Furthermore, while the FDA has publicly explained that it required OxyContin’s manufacturer to evaluate its safety and metabolization in pediatric patients, the FDA apparently did not seek any information about the potential for addiction and abuse by children. That is disconcerting.
Accordingly, we respectfully ask that you provide responses to the following questions and document-production requests:
1. Please explain the basis for the FDA’s decision to forego an Advisory Committee on the question of pediatric indication for OxyContin, including an explanation why the standing Pediatric Advisory Committee was not asked to review the matter. If there are any associated memoranda and correspondence that may assist us in better understanding the FDA decision, please provide them.
2. Please identify any studies the FDA required OxyContin’s manufacturer to conduct before approving the pediatric indication, including identifying the conditions or diseases that were the subject of the studies. Please also identify any factors besides safety and metabolization in pediatric patients that the FDA required OxyContin’s manufacturer to evaluate before the FDA approved the pediatric indication.
3. Please explain whether, and if so, how the FDA considered the issues of abuse or addiction by children prescribed OxyContin before the FDA approved the new pediatric indication. If there are any associated memoranda and correspondence that may assist us in understanding how FDA considered these issues, please provide them. If the FDA didn’t consider such issues, why not?

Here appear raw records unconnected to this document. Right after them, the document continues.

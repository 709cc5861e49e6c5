//! Thread page renderer.
//!
//! Layout: back link, reply form, separator, root post, separator, then each
//! reply closed by its own separator. Every post uses the same media dispatch;
//! only the heading differs (title vs. reply label).

use maud::{Markup, html};

use super::RenderContext;
use super::components::{attachment_media, message, page_shell, post_form};
use crate::view::PostView;

/// Render a complete thread page.
///
/// `replies` is consumed once, in order.
pub fn render_thread<I>(root: &PostView, replies: I, ctx: &RenderContext<'_>) -> Markup
where
    I: IntoIterator<Item = PostView>,
{
    let title = if root.display_title.is_empty() {
        "View Post"
    } else {
        root.display_title.as_str()
    };

    let body = html! {
        a href="/" class="back-link" { "Back to Main Board" }
        (post_form(Some(&root.id)))
        hr;
        div class="original-post" {
            (attachment_media(root, ctx.upload_prefix))
            h3 { (root.display_title) }
            (message(&root.message))
        }
        hr;
        div class="replies" {
            @for reply in replies {
                (reply_block(&reply, ctx))
            }
        }
    };

    page_shell(title, ctx.site_name, body)
}

fn reply_block(reply: &PostView, ctx: &RenderContext<'_>) -> Markup {
    html! {
        div class="reply" id=(reply.id) {
            (attachment_media(reply, ctx.upload_prefix))
            h4 { (reply.display_title) }
            (message(&reply.message))
            hr;
        }
    }
}

#[cfg(test)]
mod tests {
    use super::*;
    use crate::post::Post;
    use crate::view::reply_views;

    const CTX: RenderContext<'static> = RenderContext {
        site_name: "tinyboard",
        upload_prefix: "/static/uploads",
    };

    fn root(file: Option<&str>) -> PostView {
        PostView::root(Post {
            id: "42".to_string(),
            parent_id: None,
            title: Some("Hello".to_string()),
            message: "World".to_string(),
            file: file.map(str::to_string),
            timestamp: 1,
        })
    }

    fn reply(id: &str, message: &str, file: Option<&str>) -> Post {
        Post {
            id: id.to_string(),
            parent_id: Some("42".to_string()),
            title: None,
            message: message.to_string(),
            file: file.map(str::to_string),
            timestamp: 2,
        }
    }

    fn sample_replies() -> Vec<Post> {
        vec![reply("r1", "nice", None), reply("r2", "cool", Some("clip.mp4"))]
    }

    #[test]
    fn renders_end_to_end_thread() {
        let html =
            render_thread(&root(Some("pic.png")), reply_views(sample_replies()), &CTX).into_string();

        let root_start = html.find(r#"class="original-post""#).unwrap();
        let replies_start = html.find(r#"class="replies""#).unwrap();
        let root_block = &html[root_start..replies_start];
        assert!(root_block.contains(r#"<img class="media" src="/static/uploads/pic.png""#));
        assert!(root_block.contains("<h3>Hello</h3>"));
        assert!(root_block.contains("World"));

        let reply1 = html.find(r#"id="r1""#).unwrap();
        let reply2 = html.find(r#"id="r2""#).unwrap();
        assert!(reply1 < reply2);

        let first = &html[reply1..reply2];
        assert!(first.contains("<h4>Reply 1</h4>"));
        assert!(!first.contains("<img"));
        assert!(!first.contains("<video"));
        assert!(!first.contains("<audio"));

        let second = &html[reply2..];
        assert!(second.contains("<h4>Reply 2</h4>"));
        assert!(second.contains(r#"type="video/mp4""#));
    }

    #[test]
    fn media_precedes_heading() {
        let html = render_thread(&root(Some("pic.png")), Vec::new(), &CTX).into_string();
        let img = html.find("<img").unwrap();
        let heading = html.find("<h3>").unwrap();
        assert!(img < heading);
    }

    #[test]
    fn layout_order() {
        let html = render_thread(&root(None), reply_views(sample_replies()), &CTX).into_string();
        let form = html.find(r#"name="parent_id" value="42""#).unwrap();
        let root_block = html.find(r#"class="original-post""#).unwrap();
        let replies = html.find(r#"class="replies""#).unwrap();
        assert!(form < root_block);
        assert!(root_block < replies);

        // Form separator, root separator, then one per reply.
        assert_eq!(html.matches("<hr>").count(), 4);
    }

    #[test]
    fn audio_root_uses_mpeg() {
        let html = render_thread(&root(Some("song.mp3")), Vec::new(), &CTX).into_string();
        assert!(html.contains("<audio"));
        assert!(html.contains(r#"type="audio/mpeg""#));
    }

    #[test]
    fn generic_root_is_download_link() {
        let html = render_thread(&root(Some("archive.zip")), Vec::new(), &CTX).into_string();
        assert!(html.contains(r#"<a class="media" href="/static/uploads/archive.zip">Download file</a>"#));
        assert!(!html.contains("<img"));
        assert!(!html.contains("<video"));
        assert!(!html.contains("<audio"));
    }

    #[test]
    fn rendering_is_idempotent() {
        let root = root(Some("pic.png"));
        let replies: Vec<_> = reply_views(sample_replies()).collect();
        let first = render_thread(&root, replies.clone(), &CTX).into_string();
        let second = render_thread(&root, replies, &CTX).into_string();
        assert_eq!(first, second);
    }

    #[test]
    fn user_content_is_escaped() {
        let mut post = Post {
            id: "1".to_string(),
            parent_id: None,
            title: Some("<b>x</b>".to_string()),
            message: "<script>alert(1)</script>".to_string(),
            file: None,
            timestamp: 0,
        };
        let html = render_thread(&PostView::root(post.clone()), Vec::new(), &CTX).into_string();
        assert!(!html.contains("<script>"));
        assert!(!html.contains("<b>x</b>"));

        post.title = None;
        let html = render_thread(&PostView::root(post), Vec::new(), &CTX).into_string();
        assert!(html.contains("<title>View Post - tinyboard</title>"));
    }
}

5. In connection with the approval of the pediatric indication for OxyContin, the FDA explained: “Similar to adults, OxyContin is approved for use in [certain pediatric] patients to manage pain severe enough to require daily, around-the-clock, long-term opioid treatment for which alternative treatment options are inadequate.” Under that standard, could a severely broken bone or another acute injury qualify for pediatric OxyContin use, as opposed to a chronic condition like cancer? In this regard, please identify the types — including specific examples — of medical conditions for which pediatric use of OxyContin is indicated, as well as those for which it is not.
6. The FDA has stated that “[t]he care of pediatric patients treated with an opioid analgesic has to be properly coordinated by a health care team experienced in opioid treatment.” Please describe how you plan to ensure that patients treated with these medications are managed by experienced care teams, and what efforts are underway to educate providers regarding the pediatric-specific risks associated with use of these opioid treatments and the appropriate protocols for managing both the initiation and termination of use.
7. Please identify the information that physicians prescribing OxyContin under the new pediatric indication are required to provide to parents of children receiving the drug, including information about potential abuse or dependency. If the FDA did not require physicians to provide such information to parents of children being prescribed OxyContin, please explain why not.
8. Please explain how the FDA will be tracking abuse or dependency caused by pediatric use of OxyContin. For example, will the FDA be using its adverse-reporting database or post-market studies? Will it be working with other agencies like the Centers for Disease Control to track abuse or changes in patterns of use among the pediatric population? If not, please explain why not.